- _Recorded data_

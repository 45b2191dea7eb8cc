//! Health-and-safety handlers.

use axum::{
    extract::{
        rejection::{JsonRejection, PathRejection, QueryRejection},
        Path, Query, State,
    },
    response::IntoResponse,
    Json,
};
use uuid::Uuid;

use campus_auth::CurrentUser;
use campus_core::school::{CreateHealthSafetyRequest, Role, UpdateHealthSafetyRequest};
use campus_core::storage::ListQuery;

use super::authz::{require_role, require_self_or_role, STAFF_ROLES};
use super::{response, AppError};
use crate::state::AppState;

const DELETE_ROLES: &[Role] = &[Role::Admin, Role::Staff];

/// POST /health-safety/{user_id}
pub async fn create_health_safety(
    State(state): State<AppState>,
    CurrentUser(caller): CurrentUser,
    path: Result<Path<Uuid>, PathRejection>,
    body: Result<Json<CreateHealthSafetyRequest>, JsonRejection>,
) -> Result<impl IntoResponse, AppError> {
    let Path(user_id) = path?;
    require_self_or_role(&caller, user_id, STAFF_ROLES)?;
    let Json(request) = body?;
    let record = state.services.health_safety.create(user_id, request).await?;
    Ok(response::created("Health and safety record created", record))
}

/// GET /health-safety/{id}
pub async fn get_health_safety(
    State(state): State<AppState>,
    CurrentUser(caller): CurrentUser,
    path: Result<Path<Uuid>, PathRejection>,
) -> Result<impl IntoResponse, AppError> {
    let Path(id) = path?;
    let record = state.services.health_safety.get(id).await?;
    require_self_or_role(&caller, record.user_id, STAFF_ROLES)?;
    Ok(response::ok("Health and safety record", record))
}

/// GET /health-safety/user/{user_id}
pub async fn list_health_safety(
    State(state): State<AppState>,
    CurrentUser(caller): CurrentUser,
    path: Result<Path<Uuid>, PathRejection>,
    query: Result<Query<ListQuery>, QueryRejection>,
) -> Result<impl IntoResponse, AppError> {
    let Path(user_id) = path?;
    require_self_or_role(&caller, user_id, STAFF_ROLES)?;
    let Query(query) = query?;
    let page = state.services.health_safety.list(user_id, &query).await?;
    response::list(
        "Health and safety records",
        "healthSafetyRecords",
        page,
        &query,
    )
}

/// PUT /health-safety/{id}
pub async fn update_health_safety(
    State(state): State<AppState>,
    CurrentUser(caller): CurrentUser,
    path: Result<Path<Uuid>, PathRejection>,
    body: Result<Json<UpdateHealthSafetyRequest>, JsonRejection>,
) -> Result<impl IntoResponse, AppError> {
    let Path(id) = path?;
    let Json(request) = body?;
    let existing = state.services.health_safety.get(id).await?;
    require_self_or_role(&caller, existing.user_id, STAFF_ROLES)?;

    let record = state.services.health_safety.update(id, request).await?;
    Ok(response::ok("Health and safety record updated", record))
}

/// DELETE /health-safety/{id}
pub async fn delete_health_safety(
    State(state): State<AppState>,
    CurrentUser(caller): CurrentUser,
    path: Result<Path<Uuid>, PathRejection>,
) -> Result<impl IntoResponse, AppError> {
    let Path(id) = path?;
    require_role(&caller, DELETE_ROLES)?;

    let record = state.services.health_safety.delete(id).await?;
    Ok(response::ok("Health and safety record deleted", record))
}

- _WORK INSTRUCTION_
Having read the entries, output all of them verbatim.

- _REPLY_
repository 45b2191dea7eb8cc
//! Health-and-safety handlers.

use axum::{
    extract::{
        rejection::{JsonRejection, PathRejection, QueryRejection},
        Path, Query, State,
    },
    response::IntoResponse,
    Json,
};
use uuid::Uuid;

use campus_auth::CurrentUser;
use campus_core::school::{CreateHealthSafetyRequest, Role, UpdateHealthSafetyRequest};
use campus_core::storage::ListQuery;

use super::authz::{require_role, require_self_or_role, STAFF_ROLES};
use super::{response, AppError};
use crate::state::AppState;

const DELETE_ROLES: &[Role] = &[Role::Admin, Role::Staff];

/// POST /health-safety/{user_id}
pub async fn create_health_safety(
    State(state): State<AppState>,
    CurrentUser(caller): CurrentUser,
    path: Result<Path<Uuid>, PathRejection>,
    body: Result<Json<CreateHealthSafetyRequest>, JsonRejection>,
) -> Result<impl IntoResponse, AppError> {
    let Path(user_id) = path?;
    require_self_or_role(&caller, user_id, STAFF_ROLES)?;
    let Json(request) = body?;
    let record = state.services.health_safety.create(user_id, request).await?;
    Ok(response::created("Health and safety record created", record))
}

/// GET /health-safety/{id}
pub async fn get_health_safety(
    State(state): State<AppState>,
    CurrentUser(caller): CurrentUser,
    path: Result<Path<Uuid>, PathRejection>,
) -> Result<impl IntoResponse, AppError> {
    let Path(id) = path?;
    let record = state.services.health_safety.get(id).await?;
    require_self_or_role(&caller, record.user_id, STAFF_ROLES)?;
    Ok(response::ok("Health and safety record", record))
}

/// GET /health-safety/user/{user_id}
pub async fn list_health_safety(
    State(state): State<AppState>,
    CurrentUser(caller): CurrentUser,
    path: Result<Path<Uuid>, PathRejection>,
    query: Result<Query<ListQuery>, QueryRejection>,
) -> Result<impl IntoResponse, AppError> {
    let Path(user_id) = path?;
    require_self_or_role(&caller, user_id, STAFF_ROLES)?;
    let Query(query) = query?;
    let page = state.services.health_safety.list(user_id, &query).await?;
    response::list(
        "Health and safety records",
        "healthSafetyRecords",
        page,
        &query,
    )
}

/// PUT /health-safety/{id}
pub async fn update_health_safety(
    State(state): State<AppState>,
    CurrentUser(caller): CurrentUser,
    path: Result<Path<Uuid>, PathRejection>,
    body: Result<Json<UpdateHealthSafetyRequest>, JsonRejection>,
) -> Result<impl IntoResponse, AppError> {
    let Path(id) = path?;
    let Json(request) = body?;
    let existing = state.services.health_safety.get(id).await?;
    require_self_or_role(&caller, existing.user_id, STAFF_ROLES)?;

    let record = state.services.health_safety.update(id, request).await?;
    Ok(response::ok("Health and safety record updated", record))
}

/// DELETE /health-safety/{id}
pub async fn delete_health_safety(
    State(state): State<AppState>,
    CurrentUser(caller): CurrentUser,
    path: Result<Path<Uuid>, PathRejection>,
) -> Result<impl IntoResponse, AppError> {
    let Path(id) = path?;
    require_role(&caller, DELETE_ROLES)?;

    let record = state.services.health_safety.delete(id).await?;
    Ok(response::ok("Health and safety record deleted", record))
}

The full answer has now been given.